** Work instructions **
Print all entries precisely as they are written.

· · · · ·

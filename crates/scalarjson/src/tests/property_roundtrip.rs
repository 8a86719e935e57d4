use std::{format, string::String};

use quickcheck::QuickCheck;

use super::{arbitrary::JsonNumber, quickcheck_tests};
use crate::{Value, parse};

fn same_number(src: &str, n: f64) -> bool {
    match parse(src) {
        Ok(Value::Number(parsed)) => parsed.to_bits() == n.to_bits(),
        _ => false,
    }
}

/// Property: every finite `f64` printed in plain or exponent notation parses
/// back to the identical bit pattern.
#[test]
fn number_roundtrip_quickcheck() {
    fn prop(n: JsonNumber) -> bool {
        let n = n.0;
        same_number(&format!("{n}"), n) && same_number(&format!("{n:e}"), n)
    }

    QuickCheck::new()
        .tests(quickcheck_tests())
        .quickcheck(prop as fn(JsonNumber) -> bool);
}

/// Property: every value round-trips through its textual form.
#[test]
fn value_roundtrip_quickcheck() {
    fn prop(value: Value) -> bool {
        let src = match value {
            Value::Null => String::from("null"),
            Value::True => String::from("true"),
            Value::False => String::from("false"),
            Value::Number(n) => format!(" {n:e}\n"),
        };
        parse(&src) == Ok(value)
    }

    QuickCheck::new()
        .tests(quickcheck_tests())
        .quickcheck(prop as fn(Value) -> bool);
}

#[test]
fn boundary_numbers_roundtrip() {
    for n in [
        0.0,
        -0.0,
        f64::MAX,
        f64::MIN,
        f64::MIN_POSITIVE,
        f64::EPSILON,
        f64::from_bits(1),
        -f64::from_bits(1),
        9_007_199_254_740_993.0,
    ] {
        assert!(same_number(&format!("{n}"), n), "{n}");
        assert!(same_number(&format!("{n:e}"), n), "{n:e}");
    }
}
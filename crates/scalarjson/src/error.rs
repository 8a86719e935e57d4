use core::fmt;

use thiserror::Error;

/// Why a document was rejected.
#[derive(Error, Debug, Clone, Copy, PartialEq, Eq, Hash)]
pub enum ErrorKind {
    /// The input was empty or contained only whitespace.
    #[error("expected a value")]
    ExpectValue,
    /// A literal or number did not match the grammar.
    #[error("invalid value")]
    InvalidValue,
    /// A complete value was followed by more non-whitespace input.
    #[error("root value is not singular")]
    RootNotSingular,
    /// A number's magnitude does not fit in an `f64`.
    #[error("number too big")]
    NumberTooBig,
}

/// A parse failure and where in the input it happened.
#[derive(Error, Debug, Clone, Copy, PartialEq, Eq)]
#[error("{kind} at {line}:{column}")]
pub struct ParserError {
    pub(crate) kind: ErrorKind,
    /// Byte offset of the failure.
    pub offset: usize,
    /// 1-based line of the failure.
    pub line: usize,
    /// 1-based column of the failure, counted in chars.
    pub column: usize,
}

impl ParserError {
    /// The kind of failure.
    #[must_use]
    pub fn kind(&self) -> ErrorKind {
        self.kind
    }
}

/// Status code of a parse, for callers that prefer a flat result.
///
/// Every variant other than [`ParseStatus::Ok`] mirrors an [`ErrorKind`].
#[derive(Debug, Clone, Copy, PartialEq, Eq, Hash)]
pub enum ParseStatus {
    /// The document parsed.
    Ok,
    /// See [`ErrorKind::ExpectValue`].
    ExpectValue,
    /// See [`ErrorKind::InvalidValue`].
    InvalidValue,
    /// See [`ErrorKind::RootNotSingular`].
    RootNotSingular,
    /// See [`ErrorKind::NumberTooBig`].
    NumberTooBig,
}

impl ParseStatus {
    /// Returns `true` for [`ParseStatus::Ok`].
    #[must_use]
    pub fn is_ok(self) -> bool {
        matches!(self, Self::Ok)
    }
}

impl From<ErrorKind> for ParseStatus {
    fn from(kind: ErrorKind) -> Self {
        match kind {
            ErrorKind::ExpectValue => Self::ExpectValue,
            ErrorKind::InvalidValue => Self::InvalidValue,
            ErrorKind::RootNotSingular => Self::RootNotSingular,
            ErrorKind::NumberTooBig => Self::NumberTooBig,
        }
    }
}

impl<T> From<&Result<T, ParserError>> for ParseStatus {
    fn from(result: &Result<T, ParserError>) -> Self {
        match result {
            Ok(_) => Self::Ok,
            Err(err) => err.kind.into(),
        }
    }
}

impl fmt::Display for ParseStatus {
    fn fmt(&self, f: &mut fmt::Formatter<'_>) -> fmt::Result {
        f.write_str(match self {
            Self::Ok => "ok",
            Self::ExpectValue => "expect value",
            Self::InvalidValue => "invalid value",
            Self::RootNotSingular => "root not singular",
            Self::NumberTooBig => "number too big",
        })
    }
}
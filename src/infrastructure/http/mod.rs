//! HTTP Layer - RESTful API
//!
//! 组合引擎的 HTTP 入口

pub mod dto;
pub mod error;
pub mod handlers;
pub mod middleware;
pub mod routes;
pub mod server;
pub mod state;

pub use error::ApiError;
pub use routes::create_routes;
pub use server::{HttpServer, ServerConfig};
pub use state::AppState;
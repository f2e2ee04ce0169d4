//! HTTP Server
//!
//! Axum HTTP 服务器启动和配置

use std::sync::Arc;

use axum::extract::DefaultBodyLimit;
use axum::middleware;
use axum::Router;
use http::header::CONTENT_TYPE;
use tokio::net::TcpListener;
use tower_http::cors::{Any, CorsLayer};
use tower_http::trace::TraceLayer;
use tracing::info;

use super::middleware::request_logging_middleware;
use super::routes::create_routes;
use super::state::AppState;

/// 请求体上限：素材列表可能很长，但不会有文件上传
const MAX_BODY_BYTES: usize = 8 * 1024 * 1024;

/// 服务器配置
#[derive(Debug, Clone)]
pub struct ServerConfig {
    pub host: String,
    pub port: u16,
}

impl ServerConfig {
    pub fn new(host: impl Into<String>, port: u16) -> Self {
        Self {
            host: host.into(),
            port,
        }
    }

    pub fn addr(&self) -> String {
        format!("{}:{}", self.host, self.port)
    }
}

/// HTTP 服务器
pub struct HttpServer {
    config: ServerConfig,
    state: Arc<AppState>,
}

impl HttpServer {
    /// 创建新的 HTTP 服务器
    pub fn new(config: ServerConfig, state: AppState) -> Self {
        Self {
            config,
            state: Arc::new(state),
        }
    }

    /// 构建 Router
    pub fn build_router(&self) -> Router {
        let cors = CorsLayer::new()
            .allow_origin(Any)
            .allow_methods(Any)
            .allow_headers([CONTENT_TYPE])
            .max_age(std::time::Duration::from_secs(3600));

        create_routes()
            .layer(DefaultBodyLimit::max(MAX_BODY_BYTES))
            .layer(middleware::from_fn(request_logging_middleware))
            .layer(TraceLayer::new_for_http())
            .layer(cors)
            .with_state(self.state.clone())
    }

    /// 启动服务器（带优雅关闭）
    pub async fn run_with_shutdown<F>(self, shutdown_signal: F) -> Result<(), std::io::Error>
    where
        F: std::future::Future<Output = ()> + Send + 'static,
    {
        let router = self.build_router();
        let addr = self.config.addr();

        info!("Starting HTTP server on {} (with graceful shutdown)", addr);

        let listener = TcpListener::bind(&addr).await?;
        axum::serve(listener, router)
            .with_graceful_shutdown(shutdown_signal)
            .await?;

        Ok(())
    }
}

· · · · ·

** Task result **
filename crates/scalarjson/src/tests/property_roundtrip.rs
repository 8a86719e935e57d4
use std::{format, string::String};

use quickcheck::QuickCheck;

use super::{arbitrary::JsonNumber, quickcheck_tests};
use crate::{Value, parse};

fn same_number(src: &str, n: f64) -> bool {
    match parse(src) {
        Ok(Value::Number(parsed)) => parsed.to_bits() == n.to_bits(),
        _ => false,
    }
}

/// Property: every finite `f64` printed in plain or exponent notation parses
/// back to the identical bit pattern.
#[test]
fn number_roundtrip_quickcheck() {
    fn prop(n: JsonNumber) -> bool {
        let n = n.0;
        same_number(&format!("{n}"), n) && same_number(&format!("{n:e}"), n)
    }

    QuickCheck::new()
        .tests(quickcheck_tests())
        .quickcheck(prop as fn(JsonNumber) -> bool);
}

/// Property: every value round-trips through its textual form.
#[test]
fn value_roundtrip_quickcheck() {
    fn prop(value: Value) -> bool {
        let src = match value {
            Value::Null => String::from("null"),
            Value::True => String::from("true"),
            Value::False => String::from("false"),
            Value::Number(n) => format!(" {n:e}\n"),
        };
        parse(&src) == Ok(value)
    }

    QuickCheck::new()
        .tests(quickcheck_tests())
        .quickcheck(prop as fn(Value) -> bool);
}

#[test]
fn boundary_numbers_roundtrip() {
    for n in [
        0.0,
        -0.0,
        f64::MAX,
        f64::MIN,
        f64::MIN_POSITIVE,
        f64::EPSILON,
        f64::from_bits(1),
        -f64::from_bits(1),
        9_007_199_254_740_993.0,
    ] {
        assert!(same_number(&format!("{n}"), n), "{n}");
        assert!(same_number(&format!("{n:e}"), n), "{n:e}");
    }
}
filename crates/scalarjson/src/error.rs
repository 8a86719e935e57d4
use core::fmt;

use thiserror::Error;

/// Why a document was rejected.
#[derive(Error, Debug, Clone, Copy, PartialEq, Eq, Hash)]
pub enum ErrorKind {
    /// The input was empty or contained only whitespace.
    #[error("expected a value")]
    ExpectValue,
    /// A literal or number did not match the grammar.
    #[error("invalid value")]
    InvalidValue,
    /// A complete value was followed by more non-whitespace input.
    #[error("root value is not singular")]
    RootNotSingular,
    /// A number's magnitude does not fit in an `f64`.
    #[error("number too big")]
    NumberTooBig,
}

/// A parse failure and where in the input it happened.
#[derive(Error, Debug, Clone, Copy, PartialEq, Eq)]
#[error("{kind} at {line}:{column}")]
pub struct ParserError {
    pub(crate) kind: ErrorKind,
    /// Byte offset of the failure.
    pub offset: usize,
    /// 1-based line of the failure.
    pub line: usize,
    /// 1-based column of the failure, counted in chars.
    pub column: usize,
}

impl ParserError {
    /// The kind of failure.
    #[must_use]
    pub fn kind(&self) -> ErrorKind {
        self.kind
    }
}

/// Status code of a parse, for callers that prefer a flat result.
///
/// Every variant other than [`ParseStatus::Ok`] mirrors an [`ErrorKind`].
#[derive(Debug, Clone, Copy, PartialEq, Eq, Hash)]
pub enum ParseStatus {
    /// The document parsed.
    Ok,
    /// See [`ErrorKind::ExpectValue`].
    ExpectValue,
    /// See [`ErrorKind::InvalidValue`].
    InvalidValue,
    /// See [`ErrorKind::RootNotSingular`].
    RootNotSingular,
    /// See [`ErrorKind::NumberTooBig`].
    NumberTooBig,
}

impl ParseStatus {
    /// Returns `true` for [`ParseStatus::Ok`].
    #[must_use]
    pub fn is_ok(self) -> bool {
        matches!(self, Self::Ok)
    }
}

impl From<ErrorKind> for ParseStatus {
    fn from(kind: ErrorKind) -> Self {
        match kind {
            ErrorKind::ExpectValue => Self::ExpectValue,
            ErrorKind::InvalidValue => Self::InvalidValue,
            ErrorKind::RootNotSingular => Self::RootNotSingular,
            ErrorKind::NumberTooBig => Self::NumberTooBig,
        }
    }
}

impl<T> From<&Result<T, ParserError>> for ParseStatus {
    fn from(result: &Result<T, ParserError>) -> Self {
        match result {
            Ok(_) => Self::Ok,
            Err(err) => err.kind.into(),
        }
    }
}

impl fmt::Display for ParseStatus {
    fn fmt(&self, f: &mut fmt::Formatter<'_>) -> fmt::Result {
        f.write_str(match self {
            Self::Ok => "ok",
            Self::ExpectValue => "expect value",
            Self::InvalidValue => "invalid value",
            Self::RootNotSingular => "root not singular",
            Self::NumberTooBig => "number too big",
        })
    }
}
filename src/infrastructure/http/mod.rs
//! HTTP Layer - RESTful API
//!
//! 组合引擎的 HTTP 入口

pub mod dto;
pub mod error;
pub mod handlers;
pub mod middleware;
pub mod routes;
pub mod server;
pub mod state;

pub use error::ApiError;
pub use routes::create_routes;
pub use server::{HttpServer, ServerConfig};
pub use state::AppState;
repository f2e2ee04ce0169d4
//! HTTP Server
//!
//! Axum HTTP 服务器启动和配置

use std::sync::Arc;

use axum::extract::DefaultBodyLimit;
use axum::middleware;
use axum::Router;
use http::header::CONTENT_TYPE;
use tokio::net::TcpListener;
use tower_http::cors::{Any, CorsLayer};
use tower_http::trace::TraceLayer;
use tracing::info;

use super::middleware::request_logging_middleware;
use super::routes::create_routes;
use super::state::AppState;

/// 请求体上限：素材列表可能很长，但不会有文件上传
const MAX_BODY_BYTES: usize = 8 * 1024 * 1024;

/// 服务器配置
#[derive(Debug, Clone)]
pub struct ServerConfig {
    pub host: String,
    pub port: u16,
}

impl ServerConfig {
    pub fn new(host: impl Into<String>, port: u16) -> Self {
        Self {
            host: host.into(),
            port,
        }
    }

    pub fn addr(&self) -> String {
        format!("{}:{}", self.host, self.port)
    }
}

/// HTTP 服务器
pub struct HttpServer {
    config: ServerConfig,
    state: Arc<AppState>,
}

impl HttpServer {
    /// 创建新的 HTTP 服务器
    pub fn new(config: ServerConfig, state: AppState) -> Self {
        Self {
            config,
            state: Arc::new(state),
        }
    }

    /// 构建 Router
    pub fn build_router(&self) -> Router {
        let cors = CorsLayer::new()
            .allow_origin(Any)
            .allow_methods(Any)
            .allow_headers([CONTENT_TYPE])
            .max_age(std::time::Duration::from_secs(3600));

        create_routes()
            .layer(DefaultBodyLimit::max(MAX_BODY_BYTES))
            .layer(middleware::from_fn(request_logging_middleware))
            .layer(TraceLayer::new_for_http())
            .layer(cors)
            .with_state(self.state.clone())
    }

    /// 启动服务器（带优雅关闭）
    pub async fn run_with_shutdown<F>(self, shutdown_signal: F) -> Result<(), std::io::Error>
    where
        F: std::future::Future<Output = ()> + Send + 'static,
    {
        let router = self.build_router();
        let addr = self.config.addr();

        info!("Starting HTTP server on {} (with graceful shutdown)", addr);

        let listener = TcpListener::bind(&addr).await?;
        axum::serve(listener, router)
            .with_graceful_shutdown(shutdown_signal)
            .await?;

        Ok(())
    }
}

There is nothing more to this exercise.